Thanks Trevor - couldn't agree more!

When short-range thinking dominates executive decision making, bucking the trend set by top management can be both difficult and uncomfortable. That's when the total rewards professionals must prove their true value.

As always Ann, great post. Too often we try to solve today's problems without thinking of the real impact of tomorrow. In an industry where three years is considered long-term I'm not exactly sure what we consider retirement to be anymore. This is important information and we should be thinking about this a little more clearly going forward.

I certainly agree that everything we do has knock-on effects and, in all likelihood, unforeseen perverse incentives. And accordingly, it's something we need to be particularly vigilant about.

When we parse out this report we are left to believe that in a mature global consumer goods company, advancement opportunities are a zero-sum game.

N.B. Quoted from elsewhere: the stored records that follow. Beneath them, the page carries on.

// ABOUTME: Configuration options for extraction including RetryPolicy, Options, and ExtractorBuilder.
// ABOUTME: ExtractorBuilder provides a fluent API for constructing validated Extractor instances.

use std::time::Duration;

use crate::error::ExtractError;
use crate::extract::Extractor;
use crate::loader::load_builtin_schema;
use crate::schema::ExtractionSchema;

/// How often and how patiently to re-fetch a page that came back blocked.
#[derive(Debug, Clone, PartialEq)]
pub struct RetryPolicy {
    /// Total fetch attempts, including the first one. Zero is treated as one.
    pub max_attempts: u32,
    /// Wait before the second attempt.
    pub backoff: Duration,
    /// Multiplier applied to the wait after each further attempt.
    pub backoff_factor: f64,
    pub max_backoff: Duration,
}

impl Default for RetryPolicy {
    fn default() -> Self {
        Self {
            max_attempts: 3,
            backoff: Duration::from_secs(1),
            backoff_factor: 2.0,
            max_backoff: Duration::from_secs(30),
        }
    }
}

impl RetryPolicy {
    /// A policy that retries immediately, mostly useful in tests.
    pub fn immediate(max_attempts: u32) -> Self {
        Self {
            max_attempts,
            backoff: Duration::ZERO,
            backoff_factor: 1.0,
            max_backoff: Duration::ZERO,
        }
    }

    /// Wait after the given failed attempt (1-based) before the next one.
    pub fn delay_after(&self, attempt: u32) -> Duration {
        let exp = attempt.saturating_sub(1).min(64) as i32;
        let secs = self.backoff.as_secs_f64() * self.backoff_factor.max(1.0).powi(exp);
        if secs.is_finite() && secs < self.max_backoff.as_secs_f64() {
            Duration::from_secs_f64(secs)
        } else {
            self.max_backoff
        }
    }

    pub(crate) fn attempts(&self) -> u32 {
        self.max_attempts.max(1)
    }
}

/// Configuration options for an Extractor.
#[derive(Debug, Clone, Default)]
pub struct Options {
    pub retry: RetryPolicy,
}

/// Builder for constructing Extractor instances with custom configuration.
#[derive(Debug, Clone, Default)]
pub struct ExtractorBuilder {
    schema: Option<ExtractionSchema>,
    builtin: Option<String>,
    opts: Options,
}

impl ExtractorBuilder {
    /// Create a new ExtractorBuilder with default options.
    pub fn new() -> Self {
        Self::default()
    }

    /// Use an explicit schema.
    pub fn schema(mut self, schema: ExtractionSchema) -> Self {
        self.schema = Some(schema);
        self.builtin = None;
        self
    }

    /// Use one of the built-in schemas by name.
    pub fn builtin(mut self, name: impl Into<String>) -> Self {
        self.builtin = Some(name.into());
        self.schema = None;
        self
    }

    /// Replace the whole retry policy.
    pub fn retry(mut self, policy: RetryPolicy) -> Self {
        self.opts.retry = policy;
        self
    }

    /// Set the total number of fetch attempts for blocked pages.
    pub fn max_attempts(mut self, attempts: u32) -> Self {
        self.opts.retry.max_attempts = attempts;
        self
    }

    /// Set the initial wait between blocked attempts.
    pub fn backoff(mut self, backoff: Duration) -> Self {
        self.opts.retry.backoff = backoff;
        self
    }

    /// Build the Extractor, validating the schema.
    ///
    /// Without an explicit schema the `amazon-product` built-in is used.
    pub fn build(self) -> Result<Extractor, ExtractError> {
        let schema = match (self.schema, self.builtin) {
            (Some(schema), _) => schema,
            (None, Some(name)) => load_builtin_schema(&name)?,
            (None, None) => load_builtin_schema(crate::loader::DEFAULT_SCHEMA)?,
        };
        Extractor::new(schema, self.opts)
    }
}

Which makes perfect sense; advancement opportunities are a zero-sum game in any organization that isn’t growing, and are by definition so when you are dealing with an indivisible prize such as a C-level job.

However, if it’s a mature global company, you’d think that a “harvest” business strategy is appropriate. And if a “harvest” strategy is appropriate, why would you want to pay the premiums necessary to attract and retain fast-track / high potentials in the first place? You don’t need superstars to run Clorox or Campbell’s Soup.

But the more fundamental questions I’d like to ask of this research are: Did Company B outperform Company A? By how much, and is the difference sufficient to offset the incremental cost of the retirement plan vs. the 401K? Is there any evidence that the performance of the company was compromised by the performance of the 61-64 year old cohort? If so, why were they retained? If “velocity” is a combination of promotion plus lateral, what are the relative contributions of each, and do they differ between Companies A and B? Is there actual evidence (as opposed to inference) that these “choke points” are the result solely of differences in retirement plans?